Lysosome-associated membrane glycoprotein (LAMP) is a type I single pass integral membrane protein which is highly expressed in skeleton muscles and placenta. LAMP is abundant proteins, representing 0.1 to 0.2% of total cell protein and has two closely related types: LAMP1 (CD107a) and LAMP2 (CD107b). They are among the most extensively glycosylated proteins with glycan chains that outweigh the protein core and that include high-molecular-weight poly-N-acetyllactosaminoglycans. The transmembrane region is followed by a short, C-terminal cytosolic tail that comprises motifs for lysosomal targeting. LAMP-1 and 2 are major components of the glycoconjugate coat on the inside of the lysosomal membrane. It was estimated that the concentration of LAMPs is sufficiently high for the formation of a nearly continuous layer on the inner surface of the lysosomal membrane. They are believed to share similar functions in maintaining lysosomal integrity, pH and catabolism.
LAMP knockout mice and cell line have provided significant evidence about LAMP functions. Double LAMP-1/2 knockout leads to embryonic lethality, however LAMP-1 knockout mice are not impaired while displaying upregulated levels of LAMP-2. It proves that LAMP-1 and 2 can complement each other to a large extent. Knockout of the LAMP-2 gene leads to elevated postnatal mortality Surviving mice have a phenotype that corresponds to Danon disease, a rare genetic condition caused by LAMP-2 deficiency which is characterized by the abnormal accumulation of glycogen in muscles.
Chaperone-mediated autophagy (CMA) is a highly regulated cellular process that mediates selective removal of impaired cytosolic proteins. LAMP-2 isoform LAMP-2A, functions as a receptor for cytosolic proteins, is key regulators of CMA. LAMP-2A exists as a homotrimer in which the helices wrap around each other to form a parallel coiled coil structure. This distinct secondary structure interacts with chaperone and CMA substrate simultaneously to propose a substrate recognition.

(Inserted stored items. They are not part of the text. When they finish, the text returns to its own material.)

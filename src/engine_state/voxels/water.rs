//! # Water Simulation
//!
//! Gravity-only cellular water. Every voxel carries a level in `0..=7`; once per water
//! tick each wet voxel tries to pour into the voxel directly below it. There is no
//! lateral flow, evaporation or pressure.
//!
//! ## Two Phases
//!
//! Chunks are simulated in parallel, and a chunk's bottom layer pours into the top
//! layer of a different chunk. To keep jobs from writing into each other's buffers,
//! a tick runs in two phases separated by a barrier:
//!
//! 1. **Flow** (parallel): each job rewrites only its own chunk. Water leaving through
//!    the bottom face is subtracted immediately and recorded as a [`WaterTransfer`] on a
//!    channel instead of being written into the chunk below.
//! 2. **Apply** (sequential): the coordinator drains the channel and adds every
//!    transfer to its target voxel.
//!
//! How much the chunk below can accept is read from a copy of its top layer taken
//! before any job starts, so the decision does not depend on job order. Since only the
//! voxel directly above a cell ever pours into it, the receiving cell cannot have
//! gained water by the time the transfer lands and the clamp at 7 never discards
//! anything. Water is conserved exactly unless it pours into a chunk that is gone.

use std::sync::atomic::{AtomicU64, AtomicUsize, Ordering};
use std::sync::mpsc::{channel, Sender};
use std::sync::Arc;

use cgmath::{Point3, Vector3};
use log::{debug, warn};
use web_time::{Duration, Instant};

use crate::engine_state::task_management::TaskManager;

use super::chunk::{Chunk, CHUNK_DIMENSION, CHUNK_PLANE_SIZE};
use super::tasks::water_simulation_task::WaterSimulationTask;
use super::voxel::{Voxel, MAX_WATER_LEVEL};
use super::world::World;

/// Water leaving a chunk through its bottom face.
#[derive(Copy, Clone, Debug, PartialEq, Eq)]
pub struct WaterTransfer {
    /// Chunk that receives the water.
    pub target: Point3<i32>,
    /// Voxel index inside the target chunk.
    pub index: usize,
    pub amount: u8,
}

/// What one flow pass did to a chunk.
#[derive(Clone, Debug, Default, PartialEq, Eq)]
pub struct ChunkFlow {
    /// Any voxel of the chunk changed.
    pub changed: bool,
    /// A voxel on the chunk's outer shell changed, which affects neighbor meshes.
    pub boundary_changed: bool,
    /// `(index in the chunk below, amount)` for water that left through the bottom.
    pub transfers: Vec<(usize, u8)>,
    /// Total units moved, inside the chunk and out of it.
    pub units_moved: u64,
}

/// Summary of one water tick.
#[derive(Copy, Clone, Debug, Default, PartialEq, Eq)]
pub struct WaterTickReport {
    pub chunks_changed: usize,
    pub transfers_applied: usize,
    pub units_moved: u64,
}

fn on_shell(index: usize) -> bool {
    let (x, y, z) = Chunk::coords_of(index);
    let edge = CHUNK_DIMENSION - 1;
    x == 0 || y == 0 || z == 0 || x == edge || y == edge || z == edge
}

/// Runs the flow phase for one chunk.
///
/// # Arguments
/// * `voxels` - The chunk's buffer, rewritten in place
/// * `below_top_layer` - Copy of the top layer of the chunk below, if that chunk is
///   loaded and generated. Without it the bottom layer holds its water.
pub fn flow_down(voxels: &mut [Voxel], below_top_layer: Option<&[Voxel]>) -> ChunkFlow {
    let mut flow = ChunkFlow::default();
    if !voxels.iter().any(|voxel| voxel.has_water()) {
        return flow;
    }

    let snapshot = voxels.to_vec();
    let plane = CHUNK_PLANE_SIZE as usize;

    // Index order puts y slowest: a voxel is always visited before the one above it,
    // so water falls at most one cell per tick.
    for (index, source) in snapshot.iter().enumerate() {
        let level = source.water_level();
        if level == 0 {
            continue;
        }

        let amount = if index >= plane {
            let target = index - plane;
            let below = snapshot[target];
            if below.is_solid() {
                continue;
            }
            let amount = level.min(MAX_WATER_LEVEL - below.water_level());
            if amount == 0 {
                continue;
            }
            let current = voxels[target].water_level();
            voxels[target] = voxels[target].with_water_level((current + amount).min(MAX_WATER_LEVEL));
            amount
        } else {
            let Some(below_layer) = below_top_layer else {
                continue;
            };
            let below = below_layer[index];
            if below.is_solid() {
                continue;
            }
            let amount = level.min(MAX_WATER_LEVEL - below.water_level());
            if amount == 0 {
                continue;
            }
            // Same column, top layer of the chunk below.
            flow.transfers.push((index + plane * (CHUNK_DIMENSION as usize - 1), amount));
            amount
        };

        let current = voxels[index].water_level();
        voxels[index] = voxels[index].with_water_level(current - amount);
        flow.changed = true;
        flow.boundary_changed |= on_shell(index) || index < 2 * plane;
        flow.units_moved += amount as u64;
    }

    flow
}

/// Counters shared by the flow jobs of one tick.
#[derive(Default)]
pub struct WaterCounters {
    pub chunks_changed: AtomicUsize,
    pub units_moved: AtomicU64,
}

/// Decides when water ticks run and drives both phases.
pub struct WaterSimulator {
    tick_interval: Duration,
    last_tick: Option<Instant>,
}

impl WaterSimulator {
    pub fn new(tick_interval: Duration) -> Self {
        Self {
            tick_interval,
            last_tick: None,
        }
    }

    pub fn tick_interval(&self) -> Duration {
        self.tick_interval
    }

    /// Returns `true` if a water tick should run at `now`, and if so restarts the
    /// interval. The first call only starts the clock.
    pub fn due(&mut self, now: Instant) -> bool {
        match self.last_tick {
            None => {
                self.last_tick = Some(now);
                false
            }
            Some(last) if now.saturating_duration_since(last) >= self.tick_interval => {
                self.last_tick = Some(now);
                true
            }
            Some(_) => false,
        }
    }

    /// Runs one full water tick over every generated chunk.
    ///
    /// Blocks until both phases are done; any jobs already queued on `task_manager`
    /// are finished first.
    pub fn simulate_tick(&self, world: &World, task_manager: &mut TaskManager) -> WaterTickReport {
        let start = Instant::now();
        let (sender, receiver) = channel::<WaterTransfer>();
        let counters = Arc::new(WaterCounters::default());

        // Every copy of a lower chunk's top layer is taken before the first job is
        // published, so no flow job can run ahead of a snapshot it affects.
        let mut pending = Vec::new();
        for position in world.sorted_positions() {
            let Some(chunk) = world.get_chunk_at(position) else {
                continue;
            };
            if !chunk.get().state.has_voxel_data {
                continue;
            }

            let below_position = position - Vector3::unit_y();
            let below_top_layer = world
                .get_chunk_at(below_position)
                .filter(|below| below.get().state.has_voxel_data)
                .map(|below| below.get().layer(CHUNK_DIMENSION - 1));
            pending.push((chunk, below_top_layer));
        }

        let jobs = pending.len();
        for (chunk, below_top_layer) in pending {
            task_manager.publish_task(Box::new(WaterSimulationTask::new(
                chunk,
                below_top_layer,
                sender.clone(),
                counters.clone(),
            )));
        }
        drop(sender);

        task_manager.wait_for_all(world);

        let mut report = WaterTickReport {
            chunks_changed: counters.chunks_changed.load(Ordering::Relaxed),
            transfers_applied: 0,
            units_moved: counters.units_moved.load(Ordering::Relaxed),
        };

        for transfer in receiver.try_iter() {
            if apply_transfer(world, transfer) {
                report.transfers_applied += 1;
            }
        }

        debug!(
            "Water tick over {} chunks in {:?}: {:?}",
            jobs,
            start.elapsed(),
            report
        );
        report
    }
}

/// Adds transferred water to its target voxel.
///
/// # Returns
/// `false` if the target chunk no longer exists, in which case the water is lost.
pub fn apply_transfer(world: &World, transfer: WaterTransfer) -> bool {
    let Some(chunk) = world.get_chunk_at(transfer.target) else {
        warn!(
            "Dropping {} water units bound for unloaded chunk {:?}",
            transfer.amount, transfer.target
        );
        return false;
    };

    {
        let mut chunk = chunk.get_mut();
        let voxel = chunk.voxels()[transfer.index];
        let level = voxel.water_level() + transfer.amount;
        if level > MAX_WATER_LEVEL {
            warn!(
                "Water transfer into {:?} overflowed by {} units",
                transfer.target,
                level - MAX_WATER_LEVEL
            );
        }
        chunk.voxels_mut()[transfer.index] = voxel.with_water_level(level.min(MAX_WATER_LEVEL));
        chunk.state.dirty = true;
    }

    // The receiving voxel sits in the top layer, which the chunk above meshes against.
    world.mark_neighbors_dirty(transfer.target);
    true
}
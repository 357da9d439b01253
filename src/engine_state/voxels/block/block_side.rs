//! # Block Side Module
//!
//! The six faces of a voxel and the three axes they sit on. Meshing walks faces axis by
//! axis, and neighbor lookup uses the same enum to pick which adjacent chunk a coordinate
//! falls into.

use cgmath::Vector3;

/// One of the three world axes.
#[derive(PartialEq, Eq, Hash, Copy, Clone, Debug)]
pub enum Axis {
    X,
    Y,
    Z,
}

impl Axis {
    /// Maps a (layer, u, v) triple on this axis to chunk-local (x, y, z).
    ///
    /// * Y: u runs along x, v along z
    /// * X: u runs along y, v along z
    /// * Z: u runs along x, v along y
    #[inline]
    pub fn compose(self, layer: i32, u: i32, v: i32) -> (i32, i32, i32) {
        match self {
            Axis::Y => (u, layer, v),
            Axis::X => (layer, u, v),
            Axis::Z => (u, v, layer),
        }
    }

    /// Inverse of [`Axis::compose`], returning (layer, u, v).
    #[inline]
    pub fn decompose(self, x: i32, y: i32, z: i32) -> (i32, i32, i32) {
        match self {
            Axis::Y => (y, x, z),
            Axis::X => (x, y, z),
            Axis::Z => (z, x, y),
        }
    }
}

/// Represents the six faces of a voxel block.
///
/// The discriminant doubles as an index into per-side arrays, such as the neighbor
/// table of a chunk neighborhood.
#[derive(PartialEq, Eq, Hash, Copy, Clone, Debug)]
pub enum BlockSide {
    /// The front face (facing positive Z)
    FRONT = 0,

    /// The back face (facing negative Z)
    BACK = 1,

    /// The bottom face (facing negative Y)
    BOTTOM = 2,

    /// The top face (facing positive Y)
    TOP = 3,

    /// The left face (facing negative X)
    LEFT = 4,

    /// The right face (facing positive X)
    RIGHT = 5,
}

impl BlockSide {
    /// Returns all six faces in discriminant order.
    pub fn all() -> [BlockSide; 6] {
        [
            BlockSide::FRONT,
            BlockSide::BACK,
            BlockSide::BOTTOM,
            BlockSide::TOP,
            BlockSide::LEFT,
            BlockSide::RIGHT,
        ]
    }

    /// The order in which the mesher visits faces: axis Y, then X, then Z, with the
    /// positive direction before the negative one.
    pub fn meshing_order() -> [BlockSide; 6] {
        [
            BlockSide::TOP,
            BlockSide::BOTTOM,
            BlockSide::RIGHT,
            BlockSide::LEFT,
            BlockSide::FRONT,
            BlockSide::BACK,
        ]
    }

    pub fn axis(self) -> Axis {
        match self {
            BlockSide::FRONT | BlockSide::BACK => Axis::Z,
            BlockSide::BOTTOM | BlockSide::TOP => Axis::Y,
            BlockSide::LEFT | BlockSide::RIGHT => Axis::X,
        }
    }

    /// `true` if the outward normal points along the positive axis.
    pub fn is_positive(self) -> bool {
        matches!(self, BlockSide::FRONT | BlockSide::TOP | BlockSide::RIGHT)
    }

    /// +1 or -1 along the face axis.
    pub fn direction(self) -> i32 {
        if self.is_positive() {
            1
        } else {
            -1
        }
    }

    pub fn opposite(self) -> BlockSide {
        match self {
            BlockSide::FRONT => BlockSide::BACK,
            BlockSide::BACK => BlockSide::FRONT,
            BlockSide::BOTTOM => BlockSide::TOP,
            BlockSide::TOP => BlockSide::BOTTOM,
            BlockSide::LEFT => BlockSide::RIGHT,
            BlockSide::RIGHT => BlockSide::LEFT,
        }
    }

    /// Unit offset to the neighboring cell (or chunk) across this face.
    pub fn offset(self) -> Vector3<i32> {
        match self {
            BlockSide::FRONT => Vector3::new(0, 0, 1),
            BlockSide::BACK => Vector3::new(0, 0, -1),
            BlockSide::BOTTOM => Vector3::new(0, -1, 0),
            BlockSide::TOP => Vector3::new(0, 1, 0),
            BlockSide::LEFT => Vector3::new(-1, 0, 0),
            BlockSide::RIGHT => Vector3::new(1, 0, 0),
        }
    }

    /// Outward unit normal.
    pub fn normal(self) -> Vector3<f32> {
        let offset = self.offset();
        Vector3::new(offset.x as f32, offset.y as f32, offset.z as f32)
    }
}

#[cfg(test)]
mod tests {
    use super::*;

    #[test]
    fn test_compose_round_trips() {
        for axis in [Axis::X, Axis::Y, Axis::Z] {
            let (x, y, z) = axis.compose(3, 5, 7);
            assert_eq!(axis.decompose(x, y, z), (3, 5, 7));
        }
    }

    #[test]
    fn test_offsets_match_axis_and_direction() {
        for side in BlockSide::all() {
            let offset = side.offset();
            let (layer, u, v) = side.axis().decompose(offset.x, offset.y, offset.z);
            assert_eq!((layer, u, v), (side.direction(), 0, 0));
            assert_eq!(side.opposite().opposite(), side);
            assert_eq!(side.opposite().offset(), -offset);
        }
    }

    #[test]
    fn test_meshing_order_covers_every_side() {
        let order = BlockSide::meshing_order();
        for side in BlockSide::all() {
            assert_eq!(order.iter().filter(|s| **s == side).count(), 1);
        }
        assert_eq!(order[0].axis(), Axis::Y);
        assert_eq!(order[2].axis(), Axis::X);
        assert_eq!(order[4].axis(), Axis::Z);
    }
}
#![warn(rustdoc::missing_crate_level_docs)]
#![warn(rustdoc::invalid_rust_codeblocks)]

//! # Voxel World
//!
//! A chunked voxel world simulation core: streaming, procedural terrain, gravity water
//! and greedy meshing, scheduled as a per-tick pipeline over a worker pool.
//!
//! ## Key Modules
//!
//! * `core` - Shared primitives used throughout the engine
//! * `engine_state` - The pipeline, voxel data, meshing and task management
//!
//! ## Architecture
//!
//! Each tick follows the observer and runs these stages, separated by barriers:
//! * Chunk streaming around the observer
//! * Terrain generation for new chunks
//! * Water flow, on a fixed interval
//! * Greedy meshing of changed chunks inside render range
//! * Handoff of finished meshes to a [`MeshFinalizer`](engine_state::rendering::MeshFinalizer)
//!
//! ## Usage
//!
//! ```rust,no_run
//! fn main() {
//!     voxel_world::run();
//! }
//! ```

use cgmath::{Point3, Vector3};
use log::{error, info};
use web_time::{Duration, Instant};

use engine_state::rendering::MeshStore;
use engine_state::settings::WorldDefinition;
use engine_state::voxels::voxel::MAX_WATER_LEVEL;
use engine_state::EngineState;

pub mod core;
pub mod engine_state;

/// Environment variable naming a world definition file to load instead of the
/// bundled one.
pub const WORLD_DEFINITION_ENV: &str = "VOXEL_WORLD_DEFINITION";

/// Number of ticks the demo walk runs for.
const DEMO_TICKS: u32 = 24;
/// Observer speed of the demo walk, in voxels per tick.
const DEMO_STEP: f32 = 8.0;
/// Simulated time between demo ticks.
const DEMO_TICK_DURATION: Duration = Duration::from_millis(250);

/// Runs the headless demo: walks an observer along +X and logs what every tick did.
pub fn run() {
    let mut log_builder = env_logger::Builder::new();
    log_builder
        .target(env_logger::Target::Stdout)
        .parse_env("RUST_LOG")
        .init();

    info!("Logger initialized");

    let definition = match std::env::var(WORLD_DEFINITION_ENV) {
        Ok(path) => {
            info!("Loading world definition from {}", path);
            WorldDefinition::from_path(path)
        }
        Err(_) => WorldDefinition::builtin(),
    };
    let resources = match definition.and_then(|definition| definition.build()) {
        Ok(resources) => resources,
        Err(err) => {
            error!("Could not load world definition: {}", err);
            return;
        }
    };

    let mut engine = EngineState::new(resources, MeshStore::new());
    let mut observer = Point3::new(0.0_f32, 48.0, 0.0);
    let mut now = Instant::now();

    for tick in 0..DEMO_TICKS {
        let report = engine.tick(observer, now);
        info!("Tick {}: {:?}", tick, report);

        if tick == 0 {
            pour_water_column(&engine, observer);
        }

        observer += Vector3::new(DEMO_STEP, 0.0, 0.0);
        now += DEMO_TICK_DURATION;
    }

    let store = engine.finalizer();
    info!(
        "Finished with {} chunks loaded, {} meshed, {} triangles in {} bytes ({} uploads, {} releases), {} water units",
        engine.world().len(),
        store.len(),
        store.triangle_count(),
        store.byte_size(),
        store.uploads(),
        store.releases(),
        engine.world().total_water()
    );
}

/// Fills a short column of full water voxels a little above the observer.
fn pour_water_column(engine: &EngineState<MeshStore>, observer: Point3<f32>) {
    let base = Point3::new(observer.x as i32 + 4, observer.y as i32 + 8, observer.z as i32 + 4);
    let poured = (0..4)
        .filter(|dy| {
            let position = base + Vector3::new(0, *dy, 0);
            let voxel = engine.world().voxel_at(position);
            !voxel.is_solid() && engine.world().set_voxel_at(position, voxel.with_water_level(MAX_WATER_LEVEL))
        })
        .count();
    info!("Poured {} water voxels at {:?}", poured, base);
}

#[cfg(test)]
mod tests {
    use super::*;

    #[test]
    fn test_builtin_definition_runs_demo_engine() {
        let mut definition = WorldDefinition::builtin().unwrap();
        definition.engine.load_radius = 1;
        definition.engine.render_radius = 1;
        definition.engine.worker_count = 2;
        let mut engine = EngineState::new(definition.build().unwrap(), MeshStore::new());
        let observer = Point3::new(0.0, 48.0, 0.0);
        engine.tick(observer, Instant::now());

        pour_water_column(&engine, observer);
        let poured = engine.world().total_water();
        assert_eq!(poured % MAX_WATER_LEVEL as u64, 0);
        engine.step_water();
        assert!(engine.world().total_water() <= poured);
    }
}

Intracellular glycoprotein coats are believed to protect the limiting membranes of degradative vesicles against acid hydrolases. CD107a is significantly upregulated on the surface of NK cells following stimulation with MHC devoid targets. The expression levels of CD107a is correlated with NK cells cytotoxic activity. Cell surface expression of LAMP (CD107) is often observed in tumor cells, especially metastatic cancer. They are also involved in cell selection and help mediate cell-cell adhension.
Figure 1. Molecular structure of LAMP in lysosome membrane.
Wilke S, Krausze J, Büssow K. Crystal structure of the conserved domain of the DC lysosomal associated membrane protein: implications for the lysosomal glycocalyx[J]. BMC biology, 2012, 10(1): 1.
Rout A K, Strub M P, Piszczek G, et al. Structure of transmembrane domain of lysosome-associated membrane protein type 2a (LAMP-2A) reveals key features for substrate specificity in chaperone-mediated autophagy[J]. Journal of Biological Chemistry, 2014, 289(51): 35111-35123.